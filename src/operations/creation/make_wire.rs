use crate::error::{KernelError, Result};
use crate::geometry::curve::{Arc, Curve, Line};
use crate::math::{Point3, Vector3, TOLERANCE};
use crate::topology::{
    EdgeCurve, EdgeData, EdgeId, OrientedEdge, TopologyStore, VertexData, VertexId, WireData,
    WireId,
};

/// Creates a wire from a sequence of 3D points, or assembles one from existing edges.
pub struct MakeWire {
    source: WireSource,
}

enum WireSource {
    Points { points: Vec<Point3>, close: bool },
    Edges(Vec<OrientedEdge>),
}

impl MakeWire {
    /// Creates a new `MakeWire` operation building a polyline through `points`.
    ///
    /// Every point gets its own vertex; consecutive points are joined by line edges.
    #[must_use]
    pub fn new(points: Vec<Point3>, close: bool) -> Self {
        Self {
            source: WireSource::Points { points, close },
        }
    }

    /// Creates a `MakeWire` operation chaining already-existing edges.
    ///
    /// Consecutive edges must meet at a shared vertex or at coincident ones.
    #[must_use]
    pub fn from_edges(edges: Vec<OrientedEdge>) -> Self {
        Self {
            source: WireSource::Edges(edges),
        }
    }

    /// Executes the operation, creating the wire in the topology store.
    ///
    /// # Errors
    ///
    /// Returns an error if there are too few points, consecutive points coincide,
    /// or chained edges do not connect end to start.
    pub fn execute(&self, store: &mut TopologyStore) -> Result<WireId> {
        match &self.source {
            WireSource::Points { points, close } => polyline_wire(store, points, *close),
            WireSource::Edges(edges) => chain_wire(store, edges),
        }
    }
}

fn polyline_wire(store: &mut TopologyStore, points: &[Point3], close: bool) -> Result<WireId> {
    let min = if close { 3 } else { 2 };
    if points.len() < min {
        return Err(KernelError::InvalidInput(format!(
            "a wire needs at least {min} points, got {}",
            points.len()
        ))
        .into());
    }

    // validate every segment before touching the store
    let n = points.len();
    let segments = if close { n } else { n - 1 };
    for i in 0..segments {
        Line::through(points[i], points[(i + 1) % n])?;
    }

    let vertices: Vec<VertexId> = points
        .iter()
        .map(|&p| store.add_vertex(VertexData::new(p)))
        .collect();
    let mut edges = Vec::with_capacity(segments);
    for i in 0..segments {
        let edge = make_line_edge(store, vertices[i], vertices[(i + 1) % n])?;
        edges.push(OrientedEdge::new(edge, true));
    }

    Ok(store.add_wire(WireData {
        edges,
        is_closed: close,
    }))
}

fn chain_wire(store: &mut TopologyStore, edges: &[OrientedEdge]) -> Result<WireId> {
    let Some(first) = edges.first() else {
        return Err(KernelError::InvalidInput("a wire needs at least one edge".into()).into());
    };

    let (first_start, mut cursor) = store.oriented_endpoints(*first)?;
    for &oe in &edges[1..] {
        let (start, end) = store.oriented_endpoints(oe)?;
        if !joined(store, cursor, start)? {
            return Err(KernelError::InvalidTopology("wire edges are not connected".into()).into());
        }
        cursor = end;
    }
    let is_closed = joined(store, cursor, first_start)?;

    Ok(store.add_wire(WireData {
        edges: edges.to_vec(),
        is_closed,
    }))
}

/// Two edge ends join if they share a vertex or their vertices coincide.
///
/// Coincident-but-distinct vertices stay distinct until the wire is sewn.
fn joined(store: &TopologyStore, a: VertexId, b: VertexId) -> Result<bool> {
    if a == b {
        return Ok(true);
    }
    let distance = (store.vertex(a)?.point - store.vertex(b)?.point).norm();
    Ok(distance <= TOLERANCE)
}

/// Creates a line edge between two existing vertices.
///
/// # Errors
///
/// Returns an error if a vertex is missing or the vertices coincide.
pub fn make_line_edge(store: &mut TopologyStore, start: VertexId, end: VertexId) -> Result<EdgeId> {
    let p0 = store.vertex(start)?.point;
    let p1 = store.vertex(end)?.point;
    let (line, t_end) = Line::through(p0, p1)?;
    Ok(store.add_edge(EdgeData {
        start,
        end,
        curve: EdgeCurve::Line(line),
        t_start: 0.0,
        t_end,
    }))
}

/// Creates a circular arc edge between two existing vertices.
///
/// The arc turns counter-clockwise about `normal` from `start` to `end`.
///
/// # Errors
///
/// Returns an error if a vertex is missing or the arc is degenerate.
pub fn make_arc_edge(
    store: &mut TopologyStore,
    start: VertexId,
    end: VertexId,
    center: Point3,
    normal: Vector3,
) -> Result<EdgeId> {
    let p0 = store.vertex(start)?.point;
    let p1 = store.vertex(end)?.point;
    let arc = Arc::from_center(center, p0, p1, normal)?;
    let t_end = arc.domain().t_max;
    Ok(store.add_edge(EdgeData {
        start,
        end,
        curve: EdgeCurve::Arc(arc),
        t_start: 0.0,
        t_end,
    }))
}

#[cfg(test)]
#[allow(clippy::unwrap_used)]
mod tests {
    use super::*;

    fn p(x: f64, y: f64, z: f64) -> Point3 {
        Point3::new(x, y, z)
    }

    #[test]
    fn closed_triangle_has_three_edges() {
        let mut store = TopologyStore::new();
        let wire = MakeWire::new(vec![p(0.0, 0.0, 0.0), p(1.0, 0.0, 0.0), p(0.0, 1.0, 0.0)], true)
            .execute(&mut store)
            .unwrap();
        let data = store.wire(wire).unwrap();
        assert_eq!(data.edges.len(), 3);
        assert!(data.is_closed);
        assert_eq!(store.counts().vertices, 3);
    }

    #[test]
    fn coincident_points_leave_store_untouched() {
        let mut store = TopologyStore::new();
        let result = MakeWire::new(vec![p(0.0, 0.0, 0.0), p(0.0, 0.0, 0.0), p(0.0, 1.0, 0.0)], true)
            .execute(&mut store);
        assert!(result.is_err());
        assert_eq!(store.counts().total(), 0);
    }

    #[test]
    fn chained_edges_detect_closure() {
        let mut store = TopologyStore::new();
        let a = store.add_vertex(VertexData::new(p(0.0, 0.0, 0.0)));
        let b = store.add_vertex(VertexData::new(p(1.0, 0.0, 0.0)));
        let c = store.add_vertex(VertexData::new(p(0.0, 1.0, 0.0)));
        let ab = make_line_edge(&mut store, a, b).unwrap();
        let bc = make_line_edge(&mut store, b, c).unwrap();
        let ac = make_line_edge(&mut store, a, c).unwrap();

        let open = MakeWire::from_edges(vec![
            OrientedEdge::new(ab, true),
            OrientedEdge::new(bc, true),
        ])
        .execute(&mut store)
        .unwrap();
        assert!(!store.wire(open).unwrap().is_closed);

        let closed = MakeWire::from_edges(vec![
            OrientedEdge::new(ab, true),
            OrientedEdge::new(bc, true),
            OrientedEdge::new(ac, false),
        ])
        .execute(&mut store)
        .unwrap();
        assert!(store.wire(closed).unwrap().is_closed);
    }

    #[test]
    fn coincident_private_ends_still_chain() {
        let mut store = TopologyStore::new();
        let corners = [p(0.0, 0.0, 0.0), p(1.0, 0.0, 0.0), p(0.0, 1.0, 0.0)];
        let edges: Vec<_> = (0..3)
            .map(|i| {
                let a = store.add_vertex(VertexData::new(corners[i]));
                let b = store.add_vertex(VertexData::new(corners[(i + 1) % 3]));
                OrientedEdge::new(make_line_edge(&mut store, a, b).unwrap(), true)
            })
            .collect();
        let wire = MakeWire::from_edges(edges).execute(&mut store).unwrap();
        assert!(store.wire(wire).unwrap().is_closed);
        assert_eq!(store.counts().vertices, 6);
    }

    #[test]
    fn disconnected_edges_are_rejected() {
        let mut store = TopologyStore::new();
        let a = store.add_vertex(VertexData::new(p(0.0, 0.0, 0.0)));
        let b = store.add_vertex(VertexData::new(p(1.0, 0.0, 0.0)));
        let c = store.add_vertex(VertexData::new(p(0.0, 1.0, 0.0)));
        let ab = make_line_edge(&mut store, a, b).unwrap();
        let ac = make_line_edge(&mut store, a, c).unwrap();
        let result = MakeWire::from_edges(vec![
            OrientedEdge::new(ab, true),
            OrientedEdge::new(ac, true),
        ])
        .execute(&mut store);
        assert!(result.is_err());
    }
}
--
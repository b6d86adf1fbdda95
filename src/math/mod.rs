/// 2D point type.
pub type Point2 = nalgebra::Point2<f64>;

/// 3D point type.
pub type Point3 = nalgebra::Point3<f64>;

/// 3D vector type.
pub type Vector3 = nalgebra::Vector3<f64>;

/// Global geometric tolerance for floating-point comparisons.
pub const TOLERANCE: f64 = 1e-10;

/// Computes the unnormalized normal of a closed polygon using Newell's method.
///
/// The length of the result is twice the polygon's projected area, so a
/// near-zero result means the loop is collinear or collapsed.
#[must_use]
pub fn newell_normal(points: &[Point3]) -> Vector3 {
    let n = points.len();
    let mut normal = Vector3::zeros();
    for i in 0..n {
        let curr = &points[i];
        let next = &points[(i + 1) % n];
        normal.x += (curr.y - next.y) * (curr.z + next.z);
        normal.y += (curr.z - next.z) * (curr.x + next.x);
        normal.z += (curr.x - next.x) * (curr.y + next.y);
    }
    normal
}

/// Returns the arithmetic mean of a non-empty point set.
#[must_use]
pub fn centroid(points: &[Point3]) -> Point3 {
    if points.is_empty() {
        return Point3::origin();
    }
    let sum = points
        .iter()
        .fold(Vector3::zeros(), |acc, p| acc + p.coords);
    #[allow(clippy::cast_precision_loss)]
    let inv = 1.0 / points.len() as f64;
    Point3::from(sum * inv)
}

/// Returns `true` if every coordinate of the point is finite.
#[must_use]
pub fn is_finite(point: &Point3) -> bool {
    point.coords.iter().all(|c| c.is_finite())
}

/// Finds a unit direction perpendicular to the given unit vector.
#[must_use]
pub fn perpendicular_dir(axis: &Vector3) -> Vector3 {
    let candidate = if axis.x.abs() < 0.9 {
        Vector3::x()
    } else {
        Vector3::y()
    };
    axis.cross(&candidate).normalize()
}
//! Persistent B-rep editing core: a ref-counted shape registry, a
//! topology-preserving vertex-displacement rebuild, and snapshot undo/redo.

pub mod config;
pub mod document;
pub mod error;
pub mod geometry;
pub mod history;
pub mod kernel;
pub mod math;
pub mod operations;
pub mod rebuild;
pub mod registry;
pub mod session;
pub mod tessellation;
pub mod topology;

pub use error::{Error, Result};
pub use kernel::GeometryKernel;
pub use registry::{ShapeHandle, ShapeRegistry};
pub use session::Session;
---
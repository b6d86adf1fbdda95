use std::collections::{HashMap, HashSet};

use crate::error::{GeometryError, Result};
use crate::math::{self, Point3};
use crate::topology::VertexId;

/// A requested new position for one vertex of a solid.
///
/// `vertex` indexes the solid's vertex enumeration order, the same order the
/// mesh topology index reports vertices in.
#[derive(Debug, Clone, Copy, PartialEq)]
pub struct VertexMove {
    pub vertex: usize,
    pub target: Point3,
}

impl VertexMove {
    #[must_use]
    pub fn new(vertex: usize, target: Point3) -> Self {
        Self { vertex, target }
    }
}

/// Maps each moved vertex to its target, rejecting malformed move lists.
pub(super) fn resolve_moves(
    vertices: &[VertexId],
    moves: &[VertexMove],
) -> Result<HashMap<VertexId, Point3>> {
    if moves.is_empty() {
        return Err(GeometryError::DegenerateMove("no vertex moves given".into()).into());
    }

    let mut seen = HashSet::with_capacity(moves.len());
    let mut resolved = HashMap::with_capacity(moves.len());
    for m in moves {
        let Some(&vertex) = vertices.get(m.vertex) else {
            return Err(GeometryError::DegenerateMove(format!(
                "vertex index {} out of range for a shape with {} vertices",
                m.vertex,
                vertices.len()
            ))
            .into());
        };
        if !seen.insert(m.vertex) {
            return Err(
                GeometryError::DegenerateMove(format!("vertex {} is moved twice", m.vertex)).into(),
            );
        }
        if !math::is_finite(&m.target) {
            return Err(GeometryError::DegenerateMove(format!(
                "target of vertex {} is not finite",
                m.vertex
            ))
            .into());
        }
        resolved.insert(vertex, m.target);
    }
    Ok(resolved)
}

What the task asks: Report each line in the preceding entries that holds the string "WireId".

Exercise answer:
    WireId,
    pub fn execute(&self, store: &mut TopologyStore) -> Result<WireId> {
fn polyline_wire(store: &mut TopologyStore, points: &[Point3], close: bool) -> Result<WireId> {
fn chain_wire(store: &mut TopologyStore, edges: &[OrientedEdge]) -> Result<WireId> {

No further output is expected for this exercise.